Non dimentichiamo che è Dio

In questi ultimi giorni del tempo di Natale, dopo averci fatto contemplare con meraviglia e stupore l’abbassamento di Dio che in Gesù si è fatto uomo, la Liturgia ci invita a non fare l’errore di dimenticare che questo bambino è il Messia, il Figlio di Dio.

Già nella prima lettura di ieri l’evangelista Giovanni ci metteva in guardia da questa eresia:

chi è il bugiardo se non colui che nega che Gesù è il Cristo?

Credo che anche ai nostri giorni viviamo una sorta di moderno arianesimo di ritorno, che riduce Gesù a un semplice uomo saggio che regala perle di saggezza per “vivere bene”.

Vero Dio e vero uomo

Dio non è sceso in terra par abbandonare totalmente il Suo essere Dio e “ridursi” a un semplice uomo, ma per portare a compimento in sé l’unione di tutta la nostra umanità e di tutta la Sua divinità.

È il mistero che abbiamo contemplato anche nella solennità della Divina Maternità di Maria.

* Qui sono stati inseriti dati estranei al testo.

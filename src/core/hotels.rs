use crate::core::{catalog, destinations::DestinationCatalog};
use crate::models::{Hotel, HotelQuery, HotelSuggestion, Location};
use rand::seq::SliceRandom;
use rand::Rng;

/// Latitude above which coordinate searches get the better-rated hotels
pub const NORTHERN_LATITUDE_THRESHOLD: f64 = 30.0;

/// Minimum rating for the northern coordinate bucket
pub const NORTHERN_MIN_RATING: f32 = 4.0;

/// Radius for naming a coordinate after a nearby destination
pub const NEAREST_DESTINATION_RADIUS_KM: f64 = 50.0;

/// Smallest result of the random fallback
const MIN_FALLBACK_RESULTS: usize = 3;

/// How a curated place rule picks hotels
#[derive(Debug, Clone, PartialEq)]
pub enum HotelSelector {
    /// Rating strictly above the cutoff, plus any explicitly included ids
    RatingAbove { cutoff: f32, include_ids: Vec<String> },
    /// Rating at or below the cutoff
    RatingAtMost(f32),
    /// Everything except the listed ids
    Exclude(Vec<String>),
}

impl HotelSelector {
    #[inline]
    pub fn selects(&self, hotel: &Hotel) -> bool {
        match self {
            HotelSelector::RatingAbove { cutoff, include_ids } => {
                hotel.rating > *cutoff || include_ids.iter().any(|id| *id == hotel.id)
            }
            HotelSelector::RatingAtMost(cutoff) => hotel.rating <= *cutoff,
            HotelSelector::Exclude(ids) => !ids.iter().any(|id| *id == hotel.id),
        }
    }
}

/// Curated result set for place names containing any of `fragments`
#[derive(Debug, Clone, PartialEq)]
pub struct PlaceRule {
    pub fragments: Vec<String>,
    pub selector: HotelSelector,
}

impl PlaceRule {
    pub fn new(fragments: &[&str], selector: HotelSelector) -> Self {
        Self {
            fragments: fragments.iter().map(|f| f.to_lowercase()).collect(),
            selector,
        }
    }

    /// Case-insensitive substring match
    pub fn matches(&self, place_name: &str) -> bool {
        let name = place_name.to_lowercase();
        self.fragments.iter().any(|fragment| name.contains(fragment.as_str()))
    }
}

/// Built-in place rules
pub fn default_place_rules() -> Vec<PlaceRule> {
    vec![
        PlaceRule::new(
            &["khirsu"],
            HotelSelector::RatingAbove {
                cutoff: 4.0,
                include_ids: vec!["hotel5".to_string()],
            },
        ),
        PlaceRule::new(&["rishikesh"], HotelSelector::Exclude(vec!["hotel4".to_string()])),
        PlaceRule::new(&["remote", "trek"], HotelSelector::RatingAtMost(4.0)),
    ]
}

/// Hotel search over a fixed catalog
///
/// Name queries are bucketed by [`PlaceRule`]s, coordinate queries by
/// latitude. Anything unmatched falls back to a random subset.
#[derive(Debug, Clone)]
pub struct HotelMatcher {
    hotels: Vec<Hotel>,
    place_rules: Vec<PlaceRule>,
    destinations: DestinationCatalog,
}

impl HotelMatcher {
    pub fn new(hotels: Vec<Hotel>, place_rules: Vec<PlaceRule>, destinations: DestinationCatalog) -> Self {
        Self {
            hotels,
            place_rules,
            destinations,
        }
    }

    pub fn with_default_catalog() -> Self {
        Self::new(
            catalog::hotels(),
            default_place_rules(),
            DestinationCatalog::with_default_catalog(),
        )
    }

    pub fn hotels(&self) -> &[Hotel] {
        &self.hotels
    }

    /// Hotels for a parsed query, with booking links for the searched place
    pub fn hotels_for<R: Rng + ?Sized>(&self, query: &HotelQuery, rng: &mut R) -> Vec<HotelSuggestion> {
        match query {
            HotelQuery::Name(name) => self.hotels_by_location_name(name, rng),
            HotelQuery::Coordinates(location) => self.hotels_near(location, rng),
        }
    }

    /// Hotels for a free-text place name
    pub fn hotels_by_location_name<R: Rng + ?Sized>(
        &self,
        location_name: &str,
        rng: &mut R,
    ) -> Vec<HotelSuggestion> {
        let label = location_name.trim();

        let selected = match self.place_rules.iter().find(|rule| rule.matches(label)) {
            Some(rule) => {
                tracing::debug!(location = label, fragments = ?rule.fragments, "Curated hotel rule matched");
                self.select(|hotel| rule.selector.selects(hotel), rng)
            }
            None => self.random_subset(rng),
        };

        suggestions(selected, label)
    }

    /// Hotels for a coordinate
    pub fn hotels_near<R: Rng + ?Sized>(&self, location: &Location, rng: &mut R) -> Vec<HotelSuggestion> {
        let selected = if location.is_valid() && location.lat > NORTHERN_LATITUDE_THRESHOLD {
            self.select(|hotel| hotel.rating >= NORTHERN_MIN_RATING, rng)
        } else {
            self.random_subset(rng)
        };

        let label = match self.destinations.nearest(location, NEAREST_DESTINATION_RADIUS_KM) {
            Some(destination) => destination.name.clone(),
            None => format!("{:.4},{:.4}", location.lat, location.lng),
        };

        suggestions(selected, &label)
    }

    fn select<R, F>(&self, predicate: F, rng: &mut R) -> Vec<Hotel>
    where
        R: Rng + ?Sized,
        F: Fn(&Hotel) -> bool,
    {
        let mut selected: Vec<Hotel> = self.hotels.iter().filter(|h| predicate(h)).cloned().collect();
        selected.shuffle(rng);
        selected
    }

    /// Shuffled catalog cut to a random length between three and all
    fn random_subset<R: Rng + ?Sized>(&self, rng: &mut R) -> Vec<Hotel> {
        let mut selected = self.hotels.clone();
        selected.shuffle(rng);

        if selected.len() > MIN_FALLBACK_RESULTS {
            let count = rng.random_range(MIN_FALLBACK_RESULTS..=selected.len());
            selected.truncate(count);
        }

        selected
    }
}

impl Default for HotelMatcher {
    fn default() -> Self {
        Self::with_default_catalog()
    }
}

fn suggestions(hotels: Vec<Hotel>, location_label: &str) -> Vec<HotelSuggestion> {
    hotels
        .into_iter()
        .map(|hotel| HotelSuggestion {
            suggested_booking_site: hotel.booking_partner.map(|p| p.display_name().to_string()),
            booking_search_url: hotel.booking_partner.map(|p| p.search_url(location_label)),
            id: hotel.id,
            name: hotel.name,
            image_url: hotel.image_url,
            rating: hotel.rating,
        })
        .collect()
}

Solo Gesù «vero Dio e vero uomo» poteva portare a termine la missione che si era prefisso: la nostra salvezza.

Il suo compito e togliere

Dio si è fatto uomo per salvarci, per liberarci dal peccato e dalla morte; è l’affermazione che chiude il brano della prima lettura (e che si lega all’esclamazione del Battista nel vangelo):

Voi sapete che egli si manifestò per togliere i peccati

Dio si è fatto uomo ed è apparso tra noi appositamente per questo: non per “farsi un giro turistico” sulla terra o semplicemente solidarizzare con la nostra povertà, ma per liberarci dal peccato.

Un Gesù che non fosse il Cristo, che non fosse Dio, non ci servirebbe a nulla! Noi abbiamo assoluto bisogno di qualcuno che ci possa liberare dal peccato e dalle conseguenze del peccato, cioè la morte!

Togliere di mezzo, sollevare…

Provate – per curiosità – ad aprire la pagina del dizionario greco al verbo àiro (che è tradotto con “togliere”), e vedrete che anche solo la quantità di significati elencati vi farà sentire l’importanza dell’opera di salvezza che solo Gesù vero Dio e vero uomo può operare!

Oltre a «togliere di mezzo» e «sollevare», è stupendo il «prendere sopra di sé», che ricorda il caricarsi sulle spalle la croce e tutti nostri peccati.

Forse è perché non abbiamo la vera percezione di quanto mortifero sia il peccato che non ci rendiamo conto di quanto bisogno abbiamo di un Salvatore potente2 che ci possa perdonare i peccati.